TASK STATEMENT - Comb through the entries for "None" and pull out each line that holds it.

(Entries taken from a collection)
● ● ● ● ● ● ●

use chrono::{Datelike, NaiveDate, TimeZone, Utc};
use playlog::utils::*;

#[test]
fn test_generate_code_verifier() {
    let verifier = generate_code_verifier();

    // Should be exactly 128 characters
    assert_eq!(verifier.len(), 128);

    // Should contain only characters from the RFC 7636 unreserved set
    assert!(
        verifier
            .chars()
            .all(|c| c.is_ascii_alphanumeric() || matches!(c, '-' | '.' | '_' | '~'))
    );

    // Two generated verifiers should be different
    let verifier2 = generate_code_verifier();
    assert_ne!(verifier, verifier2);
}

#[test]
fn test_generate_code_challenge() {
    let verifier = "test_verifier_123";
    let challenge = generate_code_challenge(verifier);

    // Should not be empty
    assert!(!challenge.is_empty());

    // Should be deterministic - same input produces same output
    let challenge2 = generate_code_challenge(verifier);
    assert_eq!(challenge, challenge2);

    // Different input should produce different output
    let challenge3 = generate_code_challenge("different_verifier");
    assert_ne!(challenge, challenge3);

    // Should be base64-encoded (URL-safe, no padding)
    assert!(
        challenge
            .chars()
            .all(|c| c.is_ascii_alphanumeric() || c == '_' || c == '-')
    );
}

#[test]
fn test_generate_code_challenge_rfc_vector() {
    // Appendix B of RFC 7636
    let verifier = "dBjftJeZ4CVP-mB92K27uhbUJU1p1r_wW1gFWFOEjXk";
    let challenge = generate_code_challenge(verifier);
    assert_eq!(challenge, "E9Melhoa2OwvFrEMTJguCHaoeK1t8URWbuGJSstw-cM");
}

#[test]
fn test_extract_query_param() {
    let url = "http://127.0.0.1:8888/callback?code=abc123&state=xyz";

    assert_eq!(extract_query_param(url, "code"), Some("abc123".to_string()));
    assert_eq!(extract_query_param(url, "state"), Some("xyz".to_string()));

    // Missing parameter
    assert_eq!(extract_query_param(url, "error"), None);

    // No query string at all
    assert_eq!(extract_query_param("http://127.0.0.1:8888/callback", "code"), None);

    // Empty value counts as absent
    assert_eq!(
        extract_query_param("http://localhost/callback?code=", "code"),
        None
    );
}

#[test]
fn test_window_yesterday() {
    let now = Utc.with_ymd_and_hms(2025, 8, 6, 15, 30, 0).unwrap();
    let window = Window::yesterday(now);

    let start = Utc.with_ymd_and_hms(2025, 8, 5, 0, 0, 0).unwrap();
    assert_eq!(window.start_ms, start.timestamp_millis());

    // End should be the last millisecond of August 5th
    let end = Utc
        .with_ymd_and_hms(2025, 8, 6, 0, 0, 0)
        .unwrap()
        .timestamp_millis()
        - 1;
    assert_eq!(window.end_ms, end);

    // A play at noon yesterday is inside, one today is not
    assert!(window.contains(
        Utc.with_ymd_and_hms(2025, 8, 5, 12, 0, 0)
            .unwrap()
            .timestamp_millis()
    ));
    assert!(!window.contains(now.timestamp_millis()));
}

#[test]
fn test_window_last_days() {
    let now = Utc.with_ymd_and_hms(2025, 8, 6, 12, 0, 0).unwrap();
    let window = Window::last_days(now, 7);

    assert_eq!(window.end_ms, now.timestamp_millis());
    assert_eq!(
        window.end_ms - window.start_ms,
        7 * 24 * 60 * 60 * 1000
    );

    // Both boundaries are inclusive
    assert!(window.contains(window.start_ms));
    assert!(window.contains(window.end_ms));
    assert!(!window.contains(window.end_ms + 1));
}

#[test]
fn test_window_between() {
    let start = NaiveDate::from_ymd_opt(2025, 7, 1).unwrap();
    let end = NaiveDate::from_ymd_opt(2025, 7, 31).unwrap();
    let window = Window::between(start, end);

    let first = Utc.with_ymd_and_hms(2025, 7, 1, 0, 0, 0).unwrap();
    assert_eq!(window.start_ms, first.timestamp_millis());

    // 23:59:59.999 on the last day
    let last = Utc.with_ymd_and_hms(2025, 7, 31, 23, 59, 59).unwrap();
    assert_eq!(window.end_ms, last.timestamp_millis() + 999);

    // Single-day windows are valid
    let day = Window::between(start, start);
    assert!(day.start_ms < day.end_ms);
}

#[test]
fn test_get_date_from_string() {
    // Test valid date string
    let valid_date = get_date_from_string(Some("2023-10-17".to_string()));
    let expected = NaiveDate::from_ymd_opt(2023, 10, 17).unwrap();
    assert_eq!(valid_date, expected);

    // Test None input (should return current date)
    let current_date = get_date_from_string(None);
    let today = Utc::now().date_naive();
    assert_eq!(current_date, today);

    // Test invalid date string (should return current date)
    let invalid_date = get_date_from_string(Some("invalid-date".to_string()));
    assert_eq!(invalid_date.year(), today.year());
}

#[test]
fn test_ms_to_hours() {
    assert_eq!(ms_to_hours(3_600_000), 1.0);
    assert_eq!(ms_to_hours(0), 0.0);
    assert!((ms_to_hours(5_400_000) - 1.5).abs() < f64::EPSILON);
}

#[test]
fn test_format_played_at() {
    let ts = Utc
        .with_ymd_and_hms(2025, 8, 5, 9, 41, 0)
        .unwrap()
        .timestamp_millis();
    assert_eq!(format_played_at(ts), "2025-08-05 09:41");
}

● ● ● ● ● ● ●

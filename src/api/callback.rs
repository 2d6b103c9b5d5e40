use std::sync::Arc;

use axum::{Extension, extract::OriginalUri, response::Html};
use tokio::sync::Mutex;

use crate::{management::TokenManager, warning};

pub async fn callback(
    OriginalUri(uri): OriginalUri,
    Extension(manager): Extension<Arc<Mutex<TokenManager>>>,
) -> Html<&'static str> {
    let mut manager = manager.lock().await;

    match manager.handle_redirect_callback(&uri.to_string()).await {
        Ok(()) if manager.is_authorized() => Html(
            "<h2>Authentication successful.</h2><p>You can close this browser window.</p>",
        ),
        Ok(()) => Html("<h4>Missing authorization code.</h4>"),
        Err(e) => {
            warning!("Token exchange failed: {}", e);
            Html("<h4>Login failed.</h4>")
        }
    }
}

● ● ● ● ● ● ●

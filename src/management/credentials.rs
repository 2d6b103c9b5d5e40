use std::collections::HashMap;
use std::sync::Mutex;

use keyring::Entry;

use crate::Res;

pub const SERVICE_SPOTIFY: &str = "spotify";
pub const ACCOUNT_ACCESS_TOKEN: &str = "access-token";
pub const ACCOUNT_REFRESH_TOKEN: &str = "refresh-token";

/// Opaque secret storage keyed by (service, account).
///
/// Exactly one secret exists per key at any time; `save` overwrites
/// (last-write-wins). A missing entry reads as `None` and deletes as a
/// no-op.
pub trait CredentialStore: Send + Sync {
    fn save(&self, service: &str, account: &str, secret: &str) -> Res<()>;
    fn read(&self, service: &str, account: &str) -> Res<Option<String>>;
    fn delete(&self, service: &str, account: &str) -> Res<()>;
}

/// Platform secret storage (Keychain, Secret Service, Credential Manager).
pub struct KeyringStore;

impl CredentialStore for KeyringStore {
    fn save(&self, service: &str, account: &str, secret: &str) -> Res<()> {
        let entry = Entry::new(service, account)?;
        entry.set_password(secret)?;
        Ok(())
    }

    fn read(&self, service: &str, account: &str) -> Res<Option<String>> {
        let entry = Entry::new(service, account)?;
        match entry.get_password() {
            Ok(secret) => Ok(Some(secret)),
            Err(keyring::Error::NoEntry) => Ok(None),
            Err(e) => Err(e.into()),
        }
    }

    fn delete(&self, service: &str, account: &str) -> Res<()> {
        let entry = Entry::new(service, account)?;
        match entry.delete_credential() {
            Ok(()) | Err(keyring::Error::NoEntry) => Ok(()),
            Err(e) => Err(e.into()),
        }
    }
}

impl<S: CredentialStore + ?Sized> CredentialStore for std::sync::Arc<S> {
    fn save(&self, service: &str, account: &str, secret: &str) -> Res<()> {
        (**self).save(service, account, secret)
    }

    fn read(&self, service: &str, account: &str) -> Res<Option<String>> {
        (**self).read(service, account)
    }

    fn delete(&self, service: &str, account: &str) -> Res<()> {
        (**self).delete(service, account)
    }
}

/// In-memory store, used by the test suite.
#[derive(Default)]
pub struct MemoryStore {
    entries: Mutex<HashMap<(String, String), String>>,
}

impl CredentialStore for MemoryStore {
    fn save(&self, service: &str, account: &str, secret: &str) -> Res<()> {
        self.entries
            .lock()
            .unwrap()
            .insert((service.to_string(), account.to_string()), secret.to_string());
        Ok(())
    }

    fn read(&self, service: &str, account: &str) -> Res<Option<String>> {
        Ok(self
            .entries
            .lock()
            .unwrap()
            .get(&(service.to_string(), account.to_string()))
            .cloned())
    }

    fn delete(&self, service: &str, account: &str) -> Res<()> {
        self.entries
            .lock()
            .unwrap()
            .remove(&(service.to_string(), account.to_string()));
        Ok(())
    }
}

● ● ● ● ● ● ●

RESULT FOR THIS TASK -
    assert_eq!(extract_query_param(url, "error"), None);
    assert_eq!(extract_query_param("http://127.0.0.1:8888/callback", "code"), None);
        None
    // Test None input (should return current date)
    let current_date = get_date_from_string(None);
/// (last-write-wins). A missing entry reads as `None` and deletes as a
            Err(keyring::Error::NoEntry) => Ok(None),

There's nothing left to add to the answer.